Please report every line from the material that contains the word "matches".
*** The records ***
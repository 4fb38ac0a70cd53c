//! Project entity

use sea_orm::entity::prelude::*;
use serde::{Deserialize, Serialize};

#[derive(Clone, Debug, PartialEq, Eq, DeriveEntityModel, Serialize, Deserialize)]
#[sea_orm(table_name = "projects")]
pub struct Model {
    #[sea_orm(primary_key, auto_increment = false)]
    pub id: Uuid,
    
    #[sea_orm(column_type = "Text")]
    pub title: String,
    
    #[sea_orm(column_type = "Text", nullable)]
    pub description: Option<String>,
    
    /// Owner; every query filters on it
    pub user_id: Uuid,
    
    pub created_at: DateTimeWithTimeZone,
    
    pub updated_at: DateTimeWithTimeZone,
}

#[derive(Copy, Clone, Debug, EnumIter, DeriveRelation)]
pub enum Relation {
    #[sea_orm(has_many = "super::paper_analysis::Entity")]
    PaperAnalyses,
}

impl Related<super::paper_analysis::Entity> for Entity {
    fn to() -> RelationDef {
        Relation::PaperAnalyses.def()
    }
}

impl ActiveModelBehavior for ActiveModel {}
*** End of The records ***
*** The records ***
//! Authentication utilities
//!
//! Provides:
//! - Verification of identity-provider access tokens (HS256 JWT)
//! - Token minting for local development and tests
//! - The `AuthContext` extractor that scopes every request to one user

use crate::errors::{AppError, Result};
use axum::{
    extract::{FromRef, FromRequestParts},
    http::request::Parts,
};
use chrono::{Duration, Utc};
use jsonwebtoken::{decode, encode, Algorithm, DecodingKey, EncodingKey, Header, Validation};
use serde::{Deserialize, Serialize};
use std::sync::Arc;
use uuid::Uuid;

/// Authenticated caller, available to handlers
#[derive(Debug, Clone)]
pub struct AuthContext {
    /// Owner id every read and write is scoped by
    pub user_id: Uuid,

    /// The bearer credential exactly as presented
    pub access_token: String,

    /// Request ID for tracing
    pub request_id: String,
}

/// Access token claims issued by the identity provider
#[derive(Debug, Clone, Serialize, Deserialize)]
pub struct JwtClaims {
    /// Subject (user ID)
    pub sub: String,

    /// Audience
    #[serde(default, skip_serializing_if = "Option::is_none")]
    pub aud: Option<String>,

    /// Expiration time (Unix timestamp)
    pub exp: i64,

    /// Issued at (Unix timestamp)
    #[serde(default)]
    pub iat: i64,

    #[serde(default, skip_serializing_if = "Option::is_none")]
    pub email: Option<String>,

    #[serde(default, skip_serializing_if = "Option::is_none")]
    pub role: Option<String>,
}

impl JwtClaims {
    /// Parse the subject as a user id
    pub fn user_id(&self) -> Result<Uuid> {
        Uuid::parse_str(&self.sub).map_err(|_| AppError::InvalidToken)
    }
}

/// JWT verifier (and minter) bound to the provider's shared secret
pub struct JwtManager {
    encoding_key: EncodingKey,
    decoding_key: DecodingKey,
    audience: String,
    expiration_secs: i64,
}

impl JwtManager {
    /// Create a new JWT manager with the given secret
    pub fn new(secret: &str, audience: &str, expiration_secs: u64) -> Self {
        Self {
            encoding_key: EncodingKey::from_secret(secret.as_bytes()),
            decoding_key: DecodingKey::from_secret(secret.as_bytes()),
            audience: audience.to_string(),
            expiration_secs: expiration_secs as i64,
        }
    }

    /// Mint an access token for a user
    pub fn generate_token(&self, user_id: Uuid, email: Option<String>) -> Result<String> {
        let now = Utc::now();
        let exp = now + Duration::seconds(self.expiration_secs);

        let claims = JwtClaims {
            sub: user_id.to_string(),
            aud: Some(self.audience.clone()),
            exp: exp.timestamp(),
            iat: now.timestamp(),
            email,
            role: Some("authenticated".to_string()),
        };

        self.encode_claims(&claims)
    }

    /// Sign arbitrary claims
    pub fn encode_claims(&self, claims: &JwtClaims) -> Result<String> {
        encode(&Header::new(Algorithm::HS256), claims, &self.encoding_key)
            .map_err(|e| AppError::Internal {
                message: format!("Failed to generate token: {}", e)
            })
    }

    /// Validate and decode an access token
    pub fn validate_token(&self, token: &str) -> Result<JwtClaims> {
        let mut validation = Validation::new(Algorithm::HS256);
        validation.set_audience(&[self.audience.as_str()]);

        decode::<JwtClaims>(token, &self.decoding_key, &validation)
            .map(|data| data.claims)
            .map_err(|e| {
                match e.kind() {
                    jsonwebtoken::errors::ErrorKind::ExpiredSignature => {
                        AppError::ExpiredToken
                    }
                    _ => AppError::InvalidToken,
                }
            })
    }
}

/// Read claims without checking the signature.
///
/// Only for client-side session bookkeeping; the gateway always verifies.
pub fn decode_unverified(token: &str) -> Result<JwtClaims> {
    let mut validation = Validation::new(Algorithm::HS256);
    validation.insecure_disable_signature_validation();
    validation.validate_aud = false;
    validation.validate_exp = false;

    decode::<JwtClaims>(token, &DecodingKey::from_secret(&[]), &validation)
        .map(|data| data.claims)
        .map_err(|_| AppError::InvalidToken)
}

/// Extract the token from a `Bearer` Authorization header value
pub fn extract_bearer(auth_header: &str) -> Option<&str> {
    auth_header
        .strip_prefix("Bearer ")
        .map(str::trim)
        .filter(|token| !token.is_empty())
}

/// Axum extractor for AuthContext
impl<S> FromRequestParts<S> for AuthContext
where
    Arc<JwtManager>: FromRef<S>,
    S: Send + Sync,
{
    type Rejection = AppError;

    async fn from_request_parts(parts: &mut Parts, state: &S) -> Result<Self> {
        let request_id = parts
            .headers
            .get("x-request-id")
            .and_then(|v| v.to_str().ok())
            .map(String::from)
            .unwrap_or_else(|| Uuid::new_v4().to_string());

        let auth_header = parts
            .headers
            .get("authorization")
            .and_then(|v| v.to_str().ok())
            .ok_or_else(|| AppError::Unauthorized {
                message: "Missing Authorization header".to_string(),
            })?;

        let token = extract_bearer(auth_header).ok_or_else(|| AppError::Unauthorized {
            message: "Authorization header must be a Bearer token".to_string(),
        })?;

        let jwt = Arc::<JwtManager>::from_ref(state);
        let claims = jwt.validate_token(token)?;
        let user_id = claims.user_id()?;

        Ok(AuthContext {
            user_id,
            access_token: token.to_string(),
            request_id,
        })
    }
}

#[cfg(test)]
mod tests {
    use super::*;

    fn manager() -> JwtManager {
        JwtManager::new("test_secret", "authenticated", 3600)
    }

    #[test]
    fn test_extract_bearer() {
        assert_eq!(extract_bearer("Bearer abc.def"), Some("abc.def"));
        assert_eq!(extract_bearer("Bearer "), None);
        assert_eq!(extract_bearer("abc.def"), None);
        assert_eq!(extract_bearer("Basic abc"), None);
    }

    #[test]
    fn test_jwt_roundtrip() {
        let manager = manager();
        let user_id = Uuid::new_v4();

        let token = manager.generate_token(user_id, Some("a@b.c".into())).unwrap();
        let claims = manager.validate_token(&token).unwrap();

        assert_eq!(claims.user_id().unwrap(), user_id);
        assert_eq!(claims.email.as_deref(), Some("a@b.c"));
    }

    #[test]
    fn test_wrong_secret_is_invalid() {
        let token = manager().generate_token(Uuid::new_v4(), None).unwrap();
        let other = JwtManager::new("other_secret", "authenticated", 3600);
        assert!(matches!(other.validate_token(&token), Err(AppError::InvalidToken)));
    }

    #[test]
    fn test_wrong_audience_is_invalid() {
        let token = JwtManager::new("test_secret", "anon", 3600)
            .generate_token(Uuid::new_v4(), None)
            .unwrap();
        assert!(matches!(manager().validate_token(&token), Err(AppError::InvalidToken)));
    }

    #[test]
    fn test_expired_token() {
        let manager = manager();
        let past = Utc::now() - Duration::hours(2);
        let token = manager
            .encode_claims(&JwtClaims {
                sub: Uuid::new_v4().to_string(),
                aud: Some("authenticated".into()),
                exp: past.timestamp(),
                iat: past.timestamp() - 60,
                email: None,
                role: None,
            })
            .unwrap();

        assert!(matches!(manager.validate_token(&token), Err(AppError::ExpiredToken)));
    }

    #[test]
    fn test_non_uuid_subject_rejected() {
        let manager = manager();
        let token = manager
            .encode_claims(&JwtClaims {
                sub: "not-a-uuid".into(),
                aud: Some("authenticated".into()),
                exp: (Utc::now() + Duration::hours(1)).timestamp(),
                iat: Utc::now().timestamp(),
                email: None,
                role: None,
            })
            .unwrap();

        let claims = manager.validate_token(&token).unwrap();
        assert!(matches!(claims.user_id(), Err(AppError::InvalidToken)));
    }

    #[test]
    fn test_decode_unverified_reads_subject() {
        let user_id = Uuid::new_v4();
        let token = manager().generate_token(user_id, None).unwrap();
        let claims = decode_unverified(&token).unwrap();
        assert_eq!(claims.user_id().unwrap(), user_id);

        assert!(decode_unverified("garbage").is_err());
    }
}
*** End of The records ***
*** The records ***
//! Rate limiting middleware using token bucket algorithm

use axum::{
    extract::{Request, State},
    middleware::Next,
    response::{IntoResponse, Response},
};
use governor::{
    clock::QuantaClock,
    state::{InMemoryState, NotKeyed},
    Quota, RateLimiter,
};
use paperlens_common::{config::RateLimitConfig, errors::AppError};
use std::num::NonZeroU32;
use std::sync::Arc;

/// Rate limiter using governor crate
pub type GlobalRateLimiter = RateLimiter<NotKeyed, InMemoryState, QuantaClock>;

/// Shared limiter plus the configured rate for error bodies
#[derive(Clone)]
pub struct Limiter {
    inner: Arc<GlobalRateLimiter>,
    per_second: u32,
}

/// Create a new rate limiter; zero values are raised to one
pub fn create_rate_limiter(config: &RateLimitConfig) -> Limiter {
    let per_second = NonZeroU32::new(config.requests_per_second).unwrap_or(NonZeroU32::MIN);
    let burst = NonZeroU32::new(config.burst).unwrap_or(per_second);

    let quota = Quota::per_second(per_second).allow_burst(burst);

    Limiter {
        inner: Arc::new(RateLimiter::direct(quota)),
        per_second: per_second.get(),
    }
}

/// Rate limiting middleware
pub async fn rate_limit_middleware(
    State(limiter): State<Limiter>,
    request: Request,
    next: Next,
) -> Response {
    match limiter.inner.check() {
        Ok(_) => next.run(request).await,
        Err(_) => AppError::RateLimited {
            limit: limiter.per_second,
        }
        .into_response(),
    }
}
*** End of The records ***
Output for this task:
        assert!(matches!(other.validate_token(&token), Err(AppError::InvalidToken)));
        assert!(matches!(manager().validate_token(&token), Err(AppError::InvalidToken)));
        assert!(matches!(manager.validate_token(&token), Err(AppError::ExpiredToken)));
        assert!(matches!(claims.user_id(), Err(AppError::InvalidToken)));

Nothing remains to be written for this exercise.